GIVEN DATA:
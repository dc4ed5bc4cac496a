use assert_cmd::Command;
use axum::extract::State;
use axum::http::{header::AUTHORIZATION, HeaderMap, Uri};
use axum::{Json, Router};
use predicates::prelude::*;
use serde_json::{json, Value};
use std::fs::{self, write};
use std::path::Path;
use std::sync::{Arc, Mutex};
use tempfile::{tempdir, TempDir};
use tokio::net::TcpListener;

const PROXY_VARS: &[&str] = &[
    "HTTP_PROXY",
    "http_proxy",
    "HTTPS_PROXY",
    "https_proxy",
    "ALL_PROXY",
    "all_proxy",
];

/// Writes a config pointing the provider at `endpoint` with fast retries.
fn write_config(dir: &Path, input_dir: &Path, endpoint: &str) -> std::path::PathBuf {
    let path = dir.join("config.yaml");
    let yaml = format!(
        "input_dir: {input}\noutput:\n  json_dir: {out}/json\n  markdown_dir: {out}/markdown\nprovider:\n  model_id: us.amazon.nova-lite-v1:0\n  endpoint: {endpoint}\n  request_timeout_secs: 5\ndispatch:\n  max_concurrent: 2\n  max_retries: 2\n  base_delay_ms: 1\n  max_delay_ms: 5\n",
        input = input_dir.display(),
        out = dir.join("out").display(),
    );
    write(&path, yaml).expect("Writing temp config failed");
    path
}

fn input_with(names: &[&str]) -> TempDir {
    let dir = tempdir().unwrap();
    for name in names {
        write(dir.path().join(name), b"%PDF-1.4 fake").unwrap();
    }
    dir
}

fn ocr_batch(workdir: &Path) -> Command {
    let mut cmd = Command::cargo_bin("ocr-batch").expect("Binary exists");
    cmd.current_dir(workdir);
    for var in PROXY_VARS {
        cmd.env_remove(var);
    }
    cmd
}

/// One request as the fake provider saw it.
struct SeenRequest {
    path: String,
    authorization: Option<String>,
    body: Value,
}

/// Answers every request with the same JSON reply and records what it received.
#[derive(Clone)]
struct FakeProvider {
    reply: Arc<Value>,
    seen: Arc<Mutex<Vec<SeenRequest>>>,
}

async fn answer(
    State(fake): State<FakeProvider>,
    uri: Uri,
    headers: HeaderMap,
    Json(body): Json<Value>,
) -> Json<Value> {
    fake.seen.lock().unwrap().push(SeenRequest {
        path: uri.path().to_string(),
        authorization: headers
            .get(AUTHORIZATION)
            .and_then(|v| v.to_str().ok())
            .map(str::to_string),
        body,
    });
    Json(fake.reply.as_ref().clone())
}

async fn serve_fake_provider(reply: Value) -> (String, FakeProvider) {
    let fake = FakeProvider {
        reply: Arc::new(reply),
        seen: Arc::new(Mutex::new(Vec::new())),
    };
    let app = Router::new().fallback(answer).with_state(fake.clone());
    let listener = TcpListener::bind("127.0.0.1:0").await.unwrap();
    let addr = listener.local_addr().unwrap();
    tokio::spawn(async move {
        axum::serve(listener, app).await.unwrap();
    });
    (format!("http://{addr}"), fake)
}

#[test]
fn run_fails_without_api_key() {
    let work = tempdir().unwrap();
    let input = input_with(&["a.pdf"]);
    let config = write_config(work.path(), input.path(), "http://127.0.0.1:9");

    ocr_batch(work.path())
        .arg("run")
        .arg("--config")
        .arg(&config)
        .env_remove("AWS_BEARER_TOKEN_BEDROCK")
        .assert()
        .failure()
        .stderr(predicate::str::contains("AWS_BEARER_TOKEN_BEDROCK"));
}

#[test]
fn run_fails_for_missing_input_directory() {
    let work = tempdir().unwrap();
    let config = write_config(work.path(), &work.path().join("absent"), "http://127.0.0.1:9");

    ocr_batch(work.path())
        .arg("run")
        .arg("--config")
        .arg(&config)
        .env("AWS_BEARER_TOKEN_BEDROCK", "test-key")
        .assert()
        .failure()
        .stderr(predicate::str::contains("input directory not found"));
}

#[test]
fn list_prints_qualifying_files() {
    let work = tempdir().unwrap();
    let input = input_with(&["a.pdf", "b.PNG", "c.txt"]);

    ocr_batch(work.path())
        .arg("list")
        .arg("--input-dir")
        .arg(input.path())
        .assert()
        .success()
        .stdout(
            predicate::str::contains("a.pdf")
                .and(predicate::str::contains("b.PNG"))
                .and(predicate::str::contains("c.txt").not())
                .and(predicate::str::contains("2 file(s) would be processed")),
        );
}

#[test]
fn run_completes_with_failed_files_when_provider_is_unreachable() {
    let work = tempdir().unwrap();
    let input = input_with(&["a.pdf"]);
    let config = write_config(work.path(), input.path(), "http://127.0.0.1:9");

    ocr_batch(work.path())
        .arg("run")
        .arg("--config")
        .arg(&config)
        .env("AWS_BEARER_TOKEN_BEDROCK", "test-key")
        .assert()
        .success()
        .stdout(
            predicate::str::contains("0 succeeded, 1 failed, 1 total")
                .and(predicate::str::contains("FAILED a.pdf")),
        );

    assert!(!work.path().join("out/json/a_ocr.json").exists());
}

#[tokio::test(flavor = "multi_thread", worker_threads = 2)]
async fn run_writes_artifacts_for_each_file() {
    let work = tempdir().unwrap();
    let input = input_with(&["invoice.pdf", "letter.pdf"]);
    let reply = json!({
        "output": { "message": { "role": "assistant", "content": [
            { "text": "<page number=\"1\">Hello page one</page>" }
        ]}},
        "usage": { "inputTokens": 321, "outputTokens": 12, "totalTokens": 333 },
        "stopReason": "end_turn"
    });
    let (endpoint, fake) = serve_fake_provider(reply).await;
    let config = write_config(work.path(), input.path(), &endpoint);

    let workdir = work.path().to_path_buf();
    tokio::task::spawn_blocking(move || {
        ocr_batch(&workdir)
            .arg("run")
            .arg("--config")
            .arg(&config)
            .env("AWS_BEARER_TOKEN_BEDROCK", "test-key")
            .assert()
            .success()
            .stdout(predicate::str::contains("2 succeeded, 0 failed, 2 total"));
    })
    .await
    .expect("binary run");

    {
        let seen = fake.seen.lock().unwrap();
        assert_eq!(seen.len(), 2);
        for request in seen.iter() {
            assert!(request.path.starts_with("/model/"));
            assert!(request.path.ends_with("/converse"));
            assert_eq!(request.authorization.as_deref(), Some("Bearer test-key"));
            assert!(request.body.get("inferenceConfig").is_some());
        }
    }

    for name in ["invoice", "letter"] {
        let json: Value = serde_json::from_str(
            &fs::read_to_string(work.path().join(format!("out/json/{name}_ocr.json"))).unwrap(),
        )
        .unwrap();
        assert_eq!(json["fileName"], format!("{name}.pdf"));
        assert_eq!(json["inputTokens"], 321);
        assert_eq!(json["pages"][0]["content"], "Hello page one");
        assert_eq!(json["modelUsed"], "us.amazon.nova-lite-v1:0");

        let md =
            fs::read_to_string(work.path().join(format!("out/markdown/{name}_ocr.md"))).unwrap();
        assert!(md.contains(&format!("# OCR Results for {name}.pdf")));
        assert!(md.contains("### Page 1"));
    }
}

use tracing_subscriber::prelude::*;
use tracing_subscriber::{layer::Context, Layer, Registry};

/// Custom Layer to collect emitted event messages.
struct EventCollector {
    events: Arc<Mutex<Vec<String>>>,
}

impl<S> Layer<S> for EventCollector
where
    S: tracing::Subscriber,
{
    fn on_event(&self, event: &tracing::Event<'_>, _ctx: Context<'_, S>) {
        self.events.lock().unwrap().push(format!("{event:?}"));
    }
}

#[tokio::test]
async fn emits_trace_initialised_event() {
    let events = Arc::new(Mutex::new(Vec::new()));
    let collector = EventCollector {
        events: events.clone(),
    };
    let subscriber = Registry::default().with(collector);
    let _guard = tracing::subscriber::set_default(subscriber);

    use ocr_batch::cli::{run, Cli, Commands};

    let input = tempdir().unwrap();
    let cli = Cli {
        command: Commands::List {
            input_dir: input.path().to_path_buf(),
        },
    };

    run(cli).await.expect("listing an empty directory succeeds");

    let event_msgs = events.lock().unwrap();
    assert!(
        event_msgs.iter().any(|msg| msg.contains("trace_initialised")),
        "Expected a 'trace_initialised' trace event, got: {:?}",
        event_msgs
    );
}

WHAT IS NEEDED:
What is the number of lines in the listing above that contain the string "Layer"? Give only the number.

RESPONSE TO THE EXERCISE:
3